We hold a positive view on the Philippines' agribusiness sector in the long term, given the country's potential for expansion into new sectors, such as palm oil. We particularly like the outlook for sugar mills and believe the livestock sector will continue to show healthy growth rates. The Philippines' vast consumption market along with some government support, will foster domestic and foreign investment and favour output expansion. However, backyard farming and infrastructure problems, especially transport costs, will continue to hamper the sector's growth. These inefficiencies will become increasingly crippling as South East Asia moves towards the ASEAN Economic Community, which is supposed to lead to trade and investment liberalisation across the region. Although the Philippines' government appears to have taken the measure of the challenge and is now supporting rice and sugar production, agriculture in the country remains uncompetitive. As such, the sector is at risk of low-cost imports from its neighbours over the medium term.
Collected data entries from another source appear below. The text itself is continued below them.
// Module-specific lints configuration
#![allow(clippy::uninlined_format_args)]

use anyhow::{Result, anyhow, Context};
use log::{error, info, LevelFilter, Log, Metadata, Record, Level, SetLoggerError};
use std::io::Write;
use std::path::{Path, PathBuf};
use clap::{Args, Parser, ValueEnum, CommandFactory, Subcommand};
use clap_complete::{generate, Shell};

use movsub::app_config::{self, Config};
use movsub::app_controller::{Controller, RunOptions};

/// CLI Wrapper for LogLevel to implement ValueEnum
#[derive(Debug, Clone, Copy, ValueEnum)]
enum CliLogLevel {
    Error,
    Warn,
    Info,
    Debug,
    Trace,
}

impl From<CliLogLevel> for app_config::LogLevel {
    fn from(cli_level: CliLogLevel) -> Self {
        match cli_level {
            CliLogLevel::Error => app_config::LogLevel::Error,
            CliLogLevel::Warn => app_config::LogLevel::Warn,
            CliLogLevel::Info => app_config::LogLevel::Info,
            CliLogLevel::Debug => app_config::LogLevel::Debug,
            CliLogLevel::Trace => app_config::LogLevel::Trace,
        }
    }
}

#[derive(Subcommand, Debug)]
enum Commands {
    /// Transcribe and translate a video, audio or SRT file (default command)
    Translate(TranslateArgs),

    /// Clean an SRT file: strip sound tags, credit lines and repeated cues
    Clean {
        /// SRT file to clean
        #[arg(value_name = "SRT")]
        input: PathBuf,

        /// Write the result here instead of overwriting the input
        #[arg(short, long)]
        output: Option<PathBuf>,
    },

    /// Extract 16 kHz mono WAV audio from a media file
    ExtractAudio {
        /// Media file to read
        #[arg(value_name = "INPUT")]
        input: PathBuf,

        /// Output WAV file (defaults to <input>.wav)
        #[arg(short, long)]
        output: Option<PathBuf>,

        /// Overwrite an existing output file
        #[arg(short, long)]
        force: bool,

        /// Configuration file path
        #[arg(short, long, default_value = "conf.json")]
        config_path: PathBuf,
    },

    /// Generate shell completions for movsub
    Completions {
        /// Shell to generate completions for
        #[arg(value_enum)]
        shell: Shell,
    },
}

#[derive(Args, Debug, Clone)]
struct TranslateArgs {
    /// Input video, audio or SRT file, or a directory to process
    #[arg(value_name = "INPUT")]
    input_path: Option<PathBuf>,

    /// Output directory (defaults to the input's directory)
    #[arg(short, long)]
    output_dir: Option<PathBuf>,

    /// Target language name or code (e.g. 'Chinese', 'de')
    #[arg(short, long)]
    target_language: Option<String>,

    /// Spoken language of the input (e.g. 'en', 'ja'); detected when omitted
    #[arg(short, long)]
    source_language: Option<String>,

    /// Whisper model name (e.g. 'large-v3-turbo', 'small')
    #[arg(short, long)]
    model: Option<String>,

    /// Cues per translation request
    #[arg(long)]
    batch_size: Option<usize>,

    /// Translation requests in flight at once
    #[arg(long)]
    workers: Option<usize>,

    /// Retries per cue after the first request
    #[arg(long)]
    max_attempts: Option<u32>,

    /// Keep extracted audio and raw transcripts next to the output
    #[arg(long)]
    keep_temp: bool,

    /// Force overwrite of existing output files
    #[arg(short, long)]
    force_overwrite: bool,

    /// Configuration file path
    #[arg(short, long, default_value = "conf.json")]
    config_path: PathBuf,

    /// Set logging level
    #[arg(short, long, value_enum)]
    log_level: Option<CliLogLevel>,

    /// Gemini API key
    #[arg(long, env = "GEMINI_API_KEY", hide_env_values = true)]
    api_key: Option<String>,

    /// Gemini generateContent endpoint
    #[arg(long, env = "GEMINI_API_URL")]
    api_url: Option<String>,
}

/// movsub - turn a movie into translated subtitles
///
/// Extracts the audio track, transcribes it with whisper.cpp, cleans the transcript
/// and translates it in concurrent batches with Gemini.
#[derive(Parser, Debug)]
#[command(name = "movsub")]
#[command(version)]
#[command(about = "Video to translated SRT subtitles")]
#[command(args_conflicts_with_subcommands = true)]
#[command(long_about = "movsub extracts audio from a video, transcribes it, cleans the transcript and translates it.

EXAMPLES:
    movsub movie.mkv                          # Translate to the configured language
    movsub -t Japanese -s en movie.mkv        # English audio to Japanese subtitles
    movsub -f --workers 4 movie.mkv           # Overwrite, at most 4 requests at once
    movsub subs.srt                           # Translate an existing subtitle file
    movsub /movies/                           # Process every file in a directory
    movsub clean raw.srt -o clean.srt         # Only clean a transcript
    movsub extract-audio movie.mkv            # Only extract audio
    movsub completions bash > movsub.bash     # Generate bash completions

CONFIGURATION:
    Configuration is stored in conf.json by default. You can specify a different
    config file with --config-path. If the config file doesn't exist, a default one
    will be created automatically. GEMINI_API_KEY and GEMINI_API_URL override the
    key and endpoint from the file.")]
struct CommandLineOptions {
    #[command(subcommand)]
    command: Option<Commands>,

    #[command(flatten)]
    translate: TranslateArgs,
}

// @struct: Custom logger implementation; filtering follows log::max_level()
struct CustomLogger;

impl CustomLogger {
    // @initializes: Global logger
    fn init(level: LevelFilter) -> Result<(), SetLoggerError> {
        log::set_boxed_logger(Box::new(CustomLogger))?;
        log::set_max_level(level);
        Ok(())
    }

    // @returns: ANSI colour for log level
    fn color_for_level(level: Level) -> &'static str {
        match level {
            Level::Error => "\x1B[1;31m",
            Level::Warn => "\x1B[1;33m",
            Level::Info => "\x1B[1;32m",
            Level::Debug => "\x1B[1;36m",
            Level::Trace => "\x1B[1;35m",
        }
    }
}

impl Log for CustomLogger {
    fn enabled(&self, metadata: &Metadata) -> bool {
        metadata.level() <= log::max_level()
    }

    fn log(&self, record: &Record) {
        if self.enabled(record.metadata()) {
            let now = chrono::Local::now().format("%Y-%m-%d %H:%M:%S");
            let mut stderr = std::io::stderr();
            let _ = writeln!(
                stderr,
                "{}{} [{}] {}\x1B[0m",
                Self::color_for_level(record.level()),
                now,
                record.level(),
                record.args()
            );
        }
    }

    fn flush(&self) {
        let _ = std::io::stderr().flush();
    }
}

#[tokio::main]
async fn main() {
    // Initialize the logger once with info level by default
    // We'll update the level after loading the config if needed
    if let Err(e) = CustomLogger::init(LevelFilter::Info) {
        eprintln!("Failed to initialize logger: {}", e);
    }

    let cli = CommandLineOptions::parse();

    let result = match cli.command {
        Some(Commands::Completions { shell }) => {
            let mut cmd = CommandLineOptions::command();
            generate(shell, &mut cmd, "movsub", &mut std::io::stdout());
            Ok(())
        }
        Some(Commands::Clean { input, output }) => run_clean(&input, output.as_deref()),
        Some(Commands::ExtractAudio { input, output, force, config_path }) => {
            run_extract_audio(&input, output.as_deref(), force, &config_path).await
        }
        Some(Commands::Translate(args)) => run_translate(args).await,
        None => run_translate(cli.translate).await,
    };

    if let Err(e) = result {
        error!("{:#}", e);
        std::process::exit(1);
    }
}

/// Load the config file and apply command line overrides
fn load_config(options: &TranslateArgs) -> Result<Config> {
    let mut config = Config::load_or_create(&options.config_path)?;

    if let Some(target_lang) = &options.target_language {
        config.target_language = target_lang.clone();
    }
    if let Some(source_lang) = &options.source_language {
        config.source_language = Some(source_lang.clone());
    }
    if let Some(model) = &options.model {
        config.transcription.model = model.clone();
    }
    if let Some(batch_size) = options.batch_size {
        config.translation.batch_size = batch_size;
    }
    if let Some(workers) = options.workers {
        config.translation.concurrent_requests = workers;
    }
    if let Some(max_attempts) = options.max_attempts {
        config.translation.max_attempts = max_attempts;
    }
    if let Some(api_key) = &options.api_key {
        config.translation.api_key = api_key.clone();
    }
    if let Some(api_url) = &options.api_url {
        config.translation.api_url = api_url.clone();
    }
    if let Some(log_level) = options.log_level {
        config.log_level = log_level.into();
    }

    Ok(config)
}

async fn run_translate(options: TranslateArgs) -> Result<()> {
    // If log level is set via command line, apply it immediately
    if let Some(cmd_log_level) = options.log_level {
        let level: app_config::LogLevel = cmd_log_level.into();
        log::set_max_level(level.to_level_filter());
    }

    let input_path = options
        .input_path
        .clone()
        .ok_or_else(|| anyhow!("INPUT is required when no subcommand is specified"))?;

    let config = load_config(&options)?;
    log::set_max_level(config.log_level.to_level_filter());

    let controller = Controller::with_config(config).context("Configuration validation failed")?;

    let run_options = RunOptions {
        force_overwrite: options.force_overwrite,
        keep_temp: options.keep_temp,
        whisper_model: options.model.clone(),
    };

    if input_path.is_file() {
        let output_dir = match &options.output_dir {
            Some(dir) => dir.clone(),
            None => input_path.parent().unwrap_or(Path::new(".")).to_path_buf(),
        };
        controller.run(&input_path, &output_dir, &run_options).await?;
    } else if input_path.is_dir() {
        controller
            .run_folder(&input_path, options.output_dir.as_deref(), &run_options)
            .await?;
    } else {
        return Err(anyhow!("Input path does not exist: {:?}", input_path));
    }

    Ok(())
}

fn run_clean(input: &Path, output: Option<&Path>) -> Result<()> {
    let stats = Controller::clean_file(input, output)?;
    info!("Cleaned {}: {}", input.display(), stats);
    Ok(())
}

async fn run_extract_audio(input: &Path, output: Option<&Path>, force: bool, config_path: &Path) -> Result<()> {
    let config = Config::load_or_create(config_path)?;
    log::set_max_level(config.log_level.to_level_filter());

    let path = Controller::extract_audio(&config, input, output, force).await?;
    info!("Success: {}", path.display());
    Ok(())
}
- Sugar production growth to 2019/20: 22.7% to 2.7mn tonnes. Sugar production growth will be driven by improvements in yields. The government approved the Sugarcane Industry Development Act, which is aiming at diversifying the sugar sector towards more value-added products and will provide financing to farmers.
- Poultry production growth to 2019/20: 16.3% to 1.3mn tonnes. Poultry production will record steady but unspectacular growth. Growth will be driven by investment, both domestic and foreign.